La plupart des réfugiés se trouvent en Jordanie voisine (670 000), au Liban (844 000) et en Turquie (3,65 millions). Ce sont les réfugiés dûment enregistrés. Le dernier recensement de la Jordanie a dénombré 1,3 million de Syriens, tandis que le Liban en revendique 1,5 million. L’Europe accueille plus d’un million de réfugiés syriens, principalement en Allemagne (59 %) et en Suède (11 %). La Turquie reste le plus grand pays d’accueil au monde (plus de 4 millions, soit 92 % de Syriens) mais, par habitant, le Liban et la Jordanie occupent les premier et deuxième rangs mondiaux.

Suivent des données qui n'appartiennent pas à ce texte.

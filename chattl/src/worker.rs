//! Snapshot worker.
//!
//! One user trigger produces at most one pipeline run: a busy flag rejects
//! triggers that arrive while a run is in flight, so display output and the
//! sender registry are only ever touched by a single run at a time.

use std::sync::Arc;
use std::sync::Mutex;
use std::sync::atomic::{AtomicBool, Ordering};

use anyhow::{Context, Result};

use crate::capture;
use crate::config::Config;
use crate::translate::Translator;

pub struct Worker {
	inner: Arc<Inner>,
}

struct Inner {
	busy: AtomicBool,
	config: Config,
	ce: ce::Ce,
	ocr: ce::Ocr,
	translator: Box<dyn Translator + Send + Sync>,
	/// Session-lifetime sender memory, mutated only by the active run.
	registry: Mutex<ce::SenderRegistry>,
}

impl Worker {
	pub fn new(
		config: Config,
		ocr: ce::Ocr,
		translator: Box<dyn Translator + Send + Sync>,
	) -> Self {
		Self {
			inner: Arc::new(Inner {
				busy: AtomicBool::new(false),
				config,
				ce: ce::Ce::default(),
				ocr,
				translator,
				registry: Mutex::new(ce::SenderRegistry::default()),
			}),
		}
	}

	/// Start a snapshot run on a background thread.
	///
	/// Returns `false` when a previous run is still in flight; the trigger is
	/// dropped, not queued.
	pub fn trigger(&self) -> bool {
		if self.inner.busy.swap(true, Ordering::SeqCst) {
			tracing::info!("snapshot ignored; previous run still in flight");
			return false;
		}

		let inner = self.inner.clone();
		std::thread::spawn(move || {
			if let Err(err) = run(&inner) {
				tracing::error!(error = %err, "snapshot failed");
				println!("error: {err:#}");
			}
			inner.busy.store(false, Ordering::SeqCst);
		});
		true
	}
}

fn run(inner: &Inner) -> Result<()> {
	let frame = capture::capture_chat(&inner.config.app_name, inner.config.chat_region)
		.context("window capture failed (is the game running?)")?;

	let mut registry = inner.registry.lock().expect("registry lock poisoned");
	let mut messages = inner.ce.extract_messages(&frame, &inner.ocr, &mut registry)?;
	drop(registry);

	if messages.is_empty() {
		println!("(no chat text found)");
		return Ok(());
	}

	for message in &mut messages {
		if !message.message.is_empty() {
			message.translated = inner.translator.translate(&message.message, "und");
		}
		println!("{}", format_message(message));
	}

	Ok(())
}

/// Render one message the way the overlay shows it, with the original in
/// parentheses when a translation actually happened.
pub fn format_message(message: &ce::ParsedMessage) -> String {
	let mut line = String::new();
	if let Some(ref tag) = message.tag {
		line.push_str(&format!("[{tag}] "));
	}
	if let Some(ref sender) = message.sender {
		line.push_str(&format!("{sender}: "));
	}

	if message.translated.trim() == message.message.trim() || message.translated.is_empty() {
		line.push_str(&message.message);
	} else {
		line.push_str(&format!("{} ({})", message.translated, message.message));
	}
	line
}

#[cfg(test)]
mod tests {
	use super::*;

	fn message(
		tag: Option<&str>,
		sender: Option<&str>,
		text: &str,
		translated: &str,
	) -> ce::ParsedMessage {
		ce::ParsedMessage {
			tag: tag.map(str::to_string),
			sender: sender.map(str::to_string),
			message: text.to_string(),
			translated: translated.to_string(),
		}
	}

	#[test]
	fn translated_message_shows_original_in_parentheses() {
		let m = message(Some("Allies"), Some("Bob"), "привет", "hello");
		assert_eq!(format_message(&m), "[Allies] Bob: hello (привет)");
	}

	#[test]
	fn untranslated_message_is_shown_once() {
		let m = message(None, Some("Bob"), "hello", "hello");
		assert_eq!(format_message(&m), "Bob: hello");

		let m = message(None, None, "gg", "");
		assert_eq!(format_message(&m), "gg");
	}
}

Les deux pays accueillent également d’autres réfugiés, notamment des Palestiniens – 200 000 dans des camps libanais, soumis à des restrictions, et 2 millions en Jordanie, la plupart en tant que citoyens.

Sur les 672 952 réfugiés enregistrés en Jordanie, 19,5 % vivent dans des camps (131 300) — presque tous à Zaatari (81 000) et Azraq (43 934). Les 542 000 restants se trouvent principalement dans les zones urbaines de Jordanie, concentrées à Amman (26 %), Irbid (18 %) et Al Mafraq (12 %). Les adultes étaient au nombre de 314 000, équitablement répartis entre hommes et femmes avec 332 000 enfants. Les plus de 65 ans (27 000) représentaient 4,1 % d’une population qui augmente chaque mois d’environ 2 000 bébés.

La Jordanie continue de lutter économiquement. Depuis 2011, la croissance du PIB et de l’emploi en Jordanie a atteint en moyenne 2,4 % par an, ne parvenant pas à suivre le rythme de sa main-d’œuvre jeune. Le chômage était de 25 % au début de 2021, le chômage des jeunes atteignant un record de 48,1 %. La dette de l’administration centrale dépassait 106 % du PIB fin 2020, en hausse de 10 points de pourcentage du PIB en un an seulement. C’est un environnement difficile dans lequel accueillir d’importantes populations de réfugiés.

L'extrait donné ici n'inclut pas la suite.